Please restate, word for word, the lines below that begin at the one with "let options = EngineOptions" and end at the one with "#[case::negative(-5.0, InvalidAmountReason::Negative(-5.0))]". Leave out all other lines.
▬▬▬
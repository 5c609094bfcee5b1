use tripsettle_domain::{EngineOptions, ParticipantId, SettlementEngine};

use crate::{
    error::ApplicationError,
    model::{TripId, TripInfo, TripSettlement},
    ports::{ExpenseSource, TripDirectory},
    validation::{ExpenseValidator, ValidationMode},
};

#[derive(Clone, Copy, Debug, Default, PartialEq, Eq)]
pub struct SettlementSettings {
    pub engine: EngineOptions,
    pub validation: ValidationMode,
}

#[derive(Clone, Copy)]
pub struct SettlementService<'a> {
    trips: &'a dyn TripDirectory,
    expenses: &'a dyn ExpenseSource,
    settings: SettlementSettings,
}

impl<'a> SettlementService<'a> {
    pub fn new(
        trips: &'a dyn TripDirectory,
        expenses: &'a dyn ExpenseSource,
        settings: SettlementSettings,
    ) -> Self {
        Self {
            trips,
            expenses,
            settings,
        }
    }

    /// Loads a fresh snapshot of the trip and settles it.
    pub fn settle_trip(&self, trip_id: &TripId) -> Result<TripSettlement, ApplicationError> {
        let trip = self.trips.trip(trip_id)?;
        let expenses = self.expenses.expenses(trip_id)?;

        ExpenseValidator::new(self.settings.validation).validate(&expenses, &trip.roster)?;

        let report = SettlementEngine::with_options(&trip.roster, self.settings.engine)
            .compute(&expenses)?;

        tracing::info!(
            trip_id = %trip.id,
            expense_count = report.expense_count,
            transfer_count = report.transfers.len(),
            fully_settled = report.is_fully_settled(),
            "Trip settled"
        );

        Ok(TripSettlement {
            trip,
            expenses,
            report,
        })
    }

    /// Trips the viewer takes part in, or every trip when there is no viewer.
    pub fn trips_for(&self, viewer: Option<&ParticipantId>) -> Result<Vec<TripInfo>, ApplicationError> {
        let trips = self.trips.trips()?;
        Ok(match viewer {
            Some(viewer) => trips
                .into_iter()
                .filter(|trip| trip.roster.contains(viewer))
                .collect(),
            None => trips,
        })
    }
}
▬▬▬
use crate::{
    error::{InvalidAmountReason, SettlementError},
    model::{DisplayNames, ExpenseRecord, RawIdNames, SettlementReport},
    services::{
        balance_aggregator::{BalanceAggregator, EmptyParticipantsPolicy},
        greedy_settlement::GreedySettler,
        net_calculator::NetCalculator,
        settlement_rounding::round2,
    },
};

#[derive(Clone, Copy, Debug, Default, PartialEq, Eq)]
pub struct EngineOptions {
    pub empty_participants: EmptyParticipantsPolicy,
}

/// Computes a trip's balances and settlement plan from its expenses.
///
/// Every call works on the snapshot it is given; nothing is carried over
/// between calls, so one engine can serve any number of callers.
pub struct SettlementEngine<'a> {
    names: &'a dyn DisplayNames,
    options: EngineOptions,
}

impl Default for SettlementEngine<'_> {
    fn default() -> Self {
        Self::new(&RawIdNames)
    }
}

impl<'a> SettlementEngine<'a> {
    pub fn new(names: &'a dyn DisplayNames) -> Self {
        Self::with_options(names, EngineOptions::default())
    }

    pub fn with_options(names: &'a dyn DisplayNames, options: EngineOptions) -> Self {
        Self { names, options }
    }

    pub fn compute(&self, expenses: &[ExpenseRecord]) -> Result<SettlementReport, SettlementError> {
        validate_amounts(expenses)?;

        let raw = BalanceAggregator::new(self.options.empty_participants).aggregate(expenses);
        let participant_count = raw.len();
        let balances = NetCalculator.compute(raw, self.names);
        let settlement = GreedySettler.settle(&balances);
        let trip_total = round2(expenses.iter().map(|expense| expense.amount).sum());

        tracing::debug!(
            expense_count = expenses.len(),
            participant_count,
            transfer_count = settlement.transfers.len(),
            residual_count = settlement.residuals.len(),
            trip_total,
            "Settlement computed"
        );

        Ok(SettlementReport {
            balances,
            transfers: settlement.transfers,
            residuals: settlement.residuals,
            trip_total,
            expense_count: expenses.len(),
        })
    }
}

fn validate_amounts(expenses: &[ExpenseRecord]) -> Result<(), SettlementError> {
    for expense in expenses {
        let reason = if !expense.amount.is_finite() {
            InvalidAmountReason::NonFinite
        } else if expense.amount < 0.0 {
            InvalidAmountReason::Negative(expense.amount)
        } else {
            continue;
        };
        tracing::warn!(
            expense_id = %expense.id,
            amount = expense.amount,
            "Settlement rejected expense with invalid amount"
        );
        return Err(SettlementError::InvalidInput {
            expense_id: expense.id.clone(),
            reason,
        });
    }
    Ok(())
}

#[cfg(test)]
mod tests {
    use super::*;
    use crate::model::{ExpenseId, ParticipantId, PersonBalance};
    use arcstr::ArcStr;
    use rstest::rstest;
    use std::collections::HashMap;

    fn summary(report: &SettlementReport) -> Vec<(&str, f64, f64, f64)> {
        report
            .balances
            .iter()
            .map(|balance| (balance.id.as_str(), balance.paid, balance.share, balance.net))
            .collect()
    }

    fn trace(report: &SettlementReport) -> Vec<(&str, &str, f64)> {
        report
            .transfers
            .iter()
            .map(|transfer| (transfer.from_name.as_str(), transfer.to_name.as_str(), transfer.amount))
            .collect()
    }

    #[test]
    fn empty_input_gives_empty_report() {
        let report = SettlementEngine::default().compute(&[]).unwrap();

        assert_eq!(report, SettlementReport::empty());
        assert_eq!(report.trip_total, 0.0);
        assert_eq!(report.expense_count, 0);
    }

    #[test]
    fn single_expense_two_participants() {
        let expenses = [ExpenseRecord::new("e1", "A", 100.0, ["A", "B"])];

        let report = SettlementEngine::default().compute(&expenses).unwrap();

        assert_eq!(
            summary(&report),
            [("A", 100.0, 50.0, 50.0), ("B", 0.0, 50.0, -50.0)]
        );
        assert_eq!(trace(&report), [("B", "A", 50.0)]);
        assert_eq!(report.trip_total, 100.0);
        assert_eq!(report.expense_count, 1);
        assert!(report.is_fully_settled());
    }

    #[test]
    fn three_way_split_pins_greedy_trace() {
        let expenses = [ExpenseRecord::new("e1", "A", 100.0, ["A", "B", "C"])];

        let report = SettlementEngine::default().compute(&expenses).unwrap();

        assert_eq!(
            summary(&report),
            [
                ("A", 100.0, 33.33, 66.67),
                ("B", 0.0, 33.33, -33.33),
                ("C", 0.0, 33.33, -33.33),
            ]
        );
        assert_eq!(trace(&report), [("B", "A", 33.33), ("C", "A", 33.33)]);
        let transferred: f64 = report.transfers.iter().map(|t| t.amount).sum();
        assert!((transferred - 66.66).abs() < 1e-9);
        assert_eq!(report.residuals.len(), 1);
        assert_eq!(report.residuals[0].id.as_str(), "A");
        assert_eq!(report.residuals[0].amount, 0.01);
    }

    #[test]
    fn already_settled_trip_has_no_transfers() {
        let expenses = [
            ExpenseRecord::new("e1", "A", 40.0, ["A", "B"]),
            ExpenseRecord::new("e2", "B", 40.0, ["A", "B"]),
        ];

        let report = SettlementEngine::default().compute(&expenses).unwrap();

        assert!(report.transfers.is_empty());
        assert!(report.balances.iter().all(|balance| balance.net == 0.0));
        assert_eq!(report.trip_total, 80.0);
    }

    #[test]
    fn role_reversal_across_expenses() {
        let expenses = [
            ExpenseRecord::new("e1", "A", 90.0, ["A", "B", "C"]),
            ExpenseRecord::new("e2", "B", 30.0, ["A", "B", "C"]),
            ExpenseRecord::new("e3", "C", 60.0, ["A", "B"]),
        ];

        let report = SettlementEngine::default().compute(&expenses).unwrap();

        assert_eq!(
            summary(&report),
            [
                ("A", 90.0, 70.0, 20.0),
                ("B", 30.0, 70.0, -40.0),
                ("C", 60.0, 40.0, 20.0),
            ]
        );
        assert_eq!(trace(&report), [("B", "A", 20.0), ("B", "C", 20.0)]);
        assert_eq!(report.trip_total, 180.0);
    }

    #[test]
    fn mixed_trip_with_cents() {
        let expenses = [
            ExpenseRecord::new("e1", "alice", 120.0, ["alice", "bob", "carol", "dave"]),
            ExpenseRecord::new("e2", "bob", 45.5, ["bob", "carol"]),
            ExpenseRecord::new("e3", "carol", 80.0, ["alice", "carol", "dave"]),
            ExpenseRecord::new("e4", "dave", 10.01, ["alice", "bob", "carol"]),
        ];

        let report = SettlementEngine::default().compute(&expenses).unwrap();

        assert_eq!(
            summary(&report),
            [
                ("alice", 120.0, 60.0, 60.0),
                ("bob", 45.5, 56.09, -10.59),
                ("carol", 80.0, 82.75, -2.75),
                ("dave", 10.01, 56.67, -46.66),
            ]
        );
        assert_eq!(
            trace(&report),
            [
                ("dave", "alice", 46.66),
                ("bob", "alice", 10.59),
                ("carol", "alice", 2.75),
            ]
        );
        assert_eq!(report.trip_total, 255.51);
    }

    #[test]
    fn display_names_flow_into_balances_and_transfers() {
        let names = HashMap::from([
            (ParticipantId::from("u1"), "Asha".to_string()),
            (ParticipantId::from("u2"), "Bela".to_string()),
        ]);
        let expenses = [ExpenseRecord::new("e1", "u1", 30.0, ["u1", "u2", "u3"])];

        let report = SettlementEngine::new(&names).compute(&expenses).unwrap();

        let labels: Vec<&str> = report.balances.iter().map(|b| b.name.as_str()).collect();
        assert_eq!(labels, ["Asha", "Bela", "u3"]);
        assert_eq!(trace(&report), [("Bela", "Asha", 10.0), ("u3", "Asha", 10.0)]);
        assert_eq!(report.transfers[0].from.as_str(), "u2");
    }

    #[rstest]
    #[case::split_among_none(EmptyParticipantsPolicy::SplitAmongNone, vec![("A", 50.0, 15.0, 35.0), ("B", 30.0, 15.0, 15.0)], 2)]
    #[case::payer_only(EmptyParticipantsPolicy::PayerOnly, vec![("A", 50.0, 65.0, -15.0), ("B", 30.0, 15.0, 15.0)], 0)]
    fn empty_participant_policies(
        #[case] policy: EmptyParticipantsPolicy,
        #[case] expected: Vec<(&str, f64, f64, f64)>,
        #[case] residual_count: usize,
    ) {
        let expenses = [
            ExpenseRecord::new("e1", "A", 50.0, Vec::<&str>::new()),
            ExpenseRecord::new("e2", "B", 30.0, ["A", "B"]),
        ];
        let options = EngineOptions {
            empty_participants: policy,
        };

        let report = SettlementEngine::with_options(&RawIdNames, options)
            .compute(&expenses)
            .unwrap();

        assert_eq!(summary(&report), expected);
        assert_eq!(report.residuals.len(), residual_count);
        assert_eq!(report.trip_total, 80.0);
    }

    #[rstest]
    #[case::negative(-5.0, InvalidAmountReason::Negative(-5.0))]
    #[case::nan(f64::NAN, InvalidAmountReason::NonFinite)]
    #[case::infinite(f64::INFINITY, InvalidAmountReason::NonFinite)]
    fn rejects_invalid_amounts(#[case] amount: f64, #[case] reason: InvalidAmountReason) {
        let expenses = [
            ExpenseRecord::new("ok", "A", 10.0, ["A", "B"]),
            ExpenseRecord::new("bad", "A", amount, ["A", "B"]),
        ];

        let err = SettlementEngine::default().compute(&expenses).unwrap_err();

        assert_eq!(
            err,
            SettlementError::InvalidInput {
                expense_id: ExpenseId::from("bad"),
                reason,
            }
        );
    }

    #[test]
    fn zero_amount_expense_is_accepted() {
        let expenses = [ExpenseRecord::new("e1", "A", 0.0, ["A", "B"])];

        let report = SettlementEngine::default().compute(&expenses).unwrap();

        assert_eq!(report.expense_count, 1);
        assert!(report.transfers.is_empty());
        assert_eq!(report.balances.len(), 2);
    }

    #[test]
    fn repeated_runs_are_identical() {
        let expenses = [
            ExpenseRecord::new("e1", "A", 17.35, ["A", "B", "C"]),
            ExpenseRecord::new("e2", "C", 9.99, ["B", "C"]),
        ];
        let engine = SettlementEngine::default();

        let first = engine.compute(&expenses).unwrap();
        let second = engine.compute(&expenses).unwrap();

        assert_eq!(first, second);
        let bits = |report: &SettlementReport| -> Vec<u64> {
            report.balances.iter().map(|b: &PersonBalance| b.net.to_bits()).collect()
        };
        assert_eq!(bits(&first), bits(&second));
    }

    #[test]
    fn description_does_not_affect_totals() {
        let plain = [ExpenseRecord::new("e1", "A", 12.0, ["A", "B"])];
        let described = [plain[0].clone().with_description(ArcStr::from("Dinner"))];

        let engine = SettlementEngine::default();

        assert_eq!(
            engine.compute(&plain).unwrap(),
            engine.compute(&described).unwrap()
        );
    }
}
▬▬▬
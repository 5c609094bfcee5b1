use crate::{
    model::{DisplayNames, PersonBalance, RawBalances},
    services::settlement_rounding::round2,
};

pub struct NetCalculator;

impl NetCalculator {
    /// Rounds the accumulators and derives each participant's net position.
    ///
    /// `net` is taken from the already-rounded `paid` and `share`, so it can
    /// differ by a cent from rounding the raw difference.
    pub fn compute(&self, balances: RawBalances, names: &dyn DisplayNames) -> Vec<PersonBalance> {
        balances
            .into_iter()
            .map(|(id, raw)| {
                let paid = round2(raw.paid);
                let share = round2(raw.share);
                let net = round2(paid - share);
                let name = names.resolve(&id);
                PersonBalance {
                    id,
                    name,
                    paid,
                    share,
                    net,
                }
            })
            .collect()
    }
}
▬▬▬
Reply to the task
        let options = EngineOptions {
            empty_participants: policy,
        };

        let report = SettlementEngine::with_options(&RawIdNames, options)
            .compute(&expenses)
            .unwrap();

        assert_eq!(summary(&report), expected);
        assert_eq!(report.residuals.len(), residual_count);
        assert_eq!(report.trip_total, 80.0);
    }

    #[rstest]
    #[case::negative(-5.0, InvalidAmountReason::Negative(-5.0))]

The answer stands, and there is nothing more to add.